══ Exercise data
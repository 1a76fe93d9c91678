/// 4x4 transform utilities over column-major matrices
///
/// Every matrix is an `nalgebra::Matrix4<f32>`, whose storage is column-major,
/// so `as_slice()` is exactly the 16 floats a shader uniform expects. The cell
/// arithmetic below (`m[12]`, `m[5]`, ...) is written against that flat slice.
///
/// Mutators (`rotate_*`, `translate_*`, `scale_*`) compose into a caller-owned
/// matrix in place. Each has a pure counterpart (`rotated_*`, `translated`,
/// `scaled`) that returns a new matrix instead.
use nalgebra::{Matrix4, Point3, Vector3};

use crate::error::{Error, Result};

/// Column-major 4x4 transform.
pub type Mat4 = Matrix4<f32>;

/// Vectors shorter than this are left alone by [`normalize`].
pub const NORMALIZE_EPSILON: f32 = 1e-5;

pub fn deg_to_rad(degrees: f32) -> f32 {
    degrees * std::f32::consts::PI / 180.0
}

/// Normalize `v` in place; a vector of length at or below
/// [`NORMALIZE_EPSILON`] is left unchanged.
pub fn normalize(v: &mut Vector3<f32>) {
    let length = v.norm();
    if length > NORMALIZE_EPSILON {
        *v /= length;
    }
}

pub fn identity() -> Mat4 {
    Matrix4::identity()
}

pub fn set_identity(m: &mut Mat4) {
    m.fill_with_identity();
}

/// Flat-index product `r[i*4+j] = Σ a[i*4+k] * b[k*4+j]`.
///
/// On column-major storage this equals the algebraic product `b * a`, so
/// `multiply(local, parent)` applies `local` first and `parent` second.
pub fn multiply(a: &Mat4, b: &Mat4) -> Mat4 {
    let (a, b) = (a.as_slice(), b.as_slice());
    let mut out = [0.0f32; 16];
    for i in 0..4 {
        for j in 0..4 {
            out[i * 4 + j] = (0..4).map(|k| a[i * 4 + k] * b[k * 4 + j]).sum();
        }
    }
    Matrix4::from_column_slice(&out)
}

/// General inverse by cofactor expansion.
///
/// Returns `None` only when the determinant is exactly zero. Nearly singular
/// matrices still produce a (numerically unstable) result.
pub fn inverse(m: &Mat4) -> Option<Mat4> {
    let a = m.as_slice();
    let (a00, a01, a02, a03) = (a[0], a[1], a[2], a[3]);
    let (a10, a11, a12, a13) = (a[4], a[5], a[6], a[7]);
    let (a20, a21, a22, a23) = (a[8], a[9], a[10], a[11]);
    let (a30, a31, a32, a33) = (a[12], a[13], a[14], a[15]);

    let b00 = a00 * a11 - a01 * a10;
    let b01 = a00 * a12 - a02 * a10;
    let b02 = a00 * a13 - a03 * a10;
    let b03 = a01 * a12 - a02 * a11;
    let b04 = a01 * a13 - a03 * a11;
    let b05 = a02 * a13 - a03 * a12;
    let b06 = a20 * a31 - a21 * a30;
    let b07 = a20 * a32 - a22 * a30;
    let b08 = a20 * a33 - a23 * a30;
    let b09 = a21 * a32 - a22 * a31;
    let b10 = a21 * a33 - a23 * a31;
    let b11 = a22 * a33 - a23 * a32;

    let det = b00 * b11 - b01 * b10 + b02 * b09 + b03 * b08 - b04 * b07 + b05 * b06;
    if det == 0.0 {
        return None;
    }
    let inv_det = 1.0 / det;

    let out = [
        (a11 * b11 - a12 * b10 + a13 * b09) * inv_det,
        (a02 * b10 - a01 * b11 - a03 * b09) * inv_det,
        (a31 * b05 - a32 * b04 + a33 * b03) * inv_det,
        (a22 * b04 - a21 * b05 - a23 * b03) * inv_det,
        (a12 * b08 - a10 * b11 - a13 * b07) * inv_det,
        (a00 * b11 - a02 * b08 + a03 * b07) * inv_det,
        (a32 * b02 - a30 * b05 - a33 * b01) * inv_det,
        (a20 * b05 - a22 * b02 + a23 * b01) * inv_det,
        (a10 * b10 - a11 * b08 + a13 * b06) * inv_det,
        (a01 * b08 - a00 * b10 - a03 * b06) * inv_det,
        (a30 * b04 - a31 * b02 + a33 * b00) * inv_det,
        (a21 * b02 - a20 * b04 - a23 * b00) * inv_det,
        (a11 * b07 - a10 * b09 - a12 * b06) * inv_det,
        (a00 * b09 - a01 * b07 + a02 * b06) * inv_det,
        (a31 * b01 - a30 * b03 - a32 * b00) * inv_det,
        (a20 * b03 - a21 * b01 + a22 * b00) * inv_det,
    ];
    Some(Matrix4::from_column_slice(&out))
}

pub fn transpose(m: &Mat4) -> Mat4 {
    m.transpose()
}

/// Write the transpose of `a` into `out`.
pub fn transpose_into(out: &mut Mat4, a: &Mat4) {
    *out = a.transpose();
}

/// Aliased form of [`transpose_into`], `out` and `a` being the same matrix.
pub fn transpose_in_place(m: &mut Mat4) {
    m.transpose_mut();
}

/// Transpose of the inverse, used to carry normals through a world matrix.
pub fn normal_matrix(world: &Mat4) -> Result<Mat4> {
    inverse(world)
        .map(|inv| inv.transpose())
        .ok_or(Error::SingularMatrix)
}

/// Rotate rows `r` and `s` of the upper 3x3 block by `angle`.
/// The translation column is left untouched.
fn rotate_rows(m: &mut Mat4, r: usize, s: usize, angle: f32) {
    let (sin, cos) = angle.sin_cos();
    let cells = m.as_mut_slice();
    for col in 0..3 {
        let (vr, vs) = (cells[col * 4 + r], cells[col * 4 + s]);
        cells[col * 4 + r] = cos * vr - sin * vs;
        cells[col * 4 + s] = cos * vs + sin * vr;
    }
}

pub fn rotate_x(m: &mut Mat4, angle: f32) {
    rotate_rows(m, 1, 2, angle);
}

pub fn rotate_y(m: &mut Mat4, angle: f32) {
    // Ry puts +sin on the (0,2) cell, so it rotates row 2 into row 0.
    rotate_rows(m, 2, 0, angle);
}

pub fn rotate_z(m: &mut Mat4, angle: f32) {
    rotate_rows(m, 0, 1, angle);
}

pub fn translate_x(m: &mut Mat4, delta: f32) {
    m.as_mut_slice()[12] += delta;
}

pub fn translate_y(m: &mut Mat4, delta: f32) {
    m.as_mut_slice()[13] += delta;
}

pub fn translate_z(m: &mut Mat4, delta: f32) {
    m.as_mut_slice()[14] += delta;
}

pub fn scale_x(m: &mut Mat4, factor: f32) {
    m.as_mut_slice()[0] *= factor;
}

pub fn scale_y(m: &mut Mat4, factor: f32) {
    m.as_mut_slice()[5] *= factor;
}

pub fn scale_z(m: &mut Mat4, factor: f32) {
    m.as_mut_slice()[10] *= factor;
}

/// Overwrite the translation cells.
pub fn set_position(m: &mut Mat4, x: f32, y: f32, z: f32) {
    let cells = m.as_mut_slice();
    cells[12] = x;
    cells[13] = y;
    cells[14] = z;
}

pub fn rotated_x(m: &Mat4, angle: f32) -> Mat4 {
    let mut out = *m;
    rotate_x(&mut out, angle);
    out
}

pub fn rotated_y(m: &Mat4, angle: f32) -> Mat4 {
    let mut out = *m;
    rotate_y(&mut out, angle);
    out
}

pub fn rotated_z(m: &Mat4, angle: f32) -> Mat4 {
    let mut out = *m;
    rotate_z(&mut out, angle);
    out
}

pub fn translated(m: &Mat4, x: f32, y: f32, z: f32) -> Mat4 {
    let mut out = *m;
    translate_x(&mut out, x);
    translate_y(&mut out, y);
    translate_z(&mut out, z);
    out
}

pub fn scaled(m: &Mat4, sx: f32, sy: f32, sz: f32) -> Mat4 {
    let mut out = *m;
    scale_x(&mut out, sx);
    scale_y(&mut out, sy);
    scale_z(&mut out, sz);
    out
}

/// Identity moved to `(x, y, z)`.
pub fn translation(x: f32, y: f32, z: f32) -> Mat4 {
    translated(&identity(), x, y, z)
}

/// Apply `m` to a point, dividing by the resulting `w`.
pub fn transform_point(m: &Mat4, p: &Point3<f32>) -> Point3<f32> {
    m.transform_point(p)
}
════
# How to complete this task
All lines from the start of the entries through the line where "pub fn multiply(a: &Mat4, b: &Mat4)" sits should be duplicated exactly, with nothing else in the output.

# Exercise response
repository 1a76fe93d9c91678
/// 4x4 transform utilities over column-major matrices
///
/// Every matrix is an `nalgebra::Matrix4<f32>`, whose storage is column-major,
/// so `as_slice()` is exactly the 16 floats a shader uniform expects. The cell
/// arithmetic below (`m[12]`, `m[5]`, ...) is written against that flat slice.
///
/// Mutators (`rotate_*`, `translate_*`, `scale_*`) compose into a caller-owned
/// matrix in place. Each has a pure counterpart (`rotated_*`, `translated`,
/// `scaled`) that returns a new matrix instead.
use nalgebra::{Matrix4, Point3, Vector3};

use crate::error::{Error, Result};

/// Column-major 4x4 transform.
pub type Mat4 = Matrix4<f32>;

/// Vectors shorter than this are left alone by [`normalize`].
pub const NORMALIZE_EPSILON: f32 = 1e-5;

pub fn deg_to_rad(degrees: f32) -> f32 {
    degrees * std::f32::consts::PI / 180.0
}

/// Normalize `v` in place; a vector of length at or below
/// [`NORMALIZE_EPSILON`] is left unchanged.
pub fn normalize(v: &mut Vector3<f32>) {
    let length = v.norm();
    if length > NORMALIZE_EPSILON {
        *v /= length;
    }
}

pub fn identity() -> Mat4 {
    Matrix4::identity()
}

pub fn set_identity(m: &mut Mat4) {
    m.fill_with_identity();
}

/// Flat-index product `r[i*4+j] = Σ a[i*4+k] * b[k*4+j]`.
///
/// On column-major storage this equals the algebraic product `b * a`, so
/// `multiply(local, parent)` applies `local` first and `parent` second.
pub fn multiply(a: &Mat4, b: &Mat4) -> Mat4 {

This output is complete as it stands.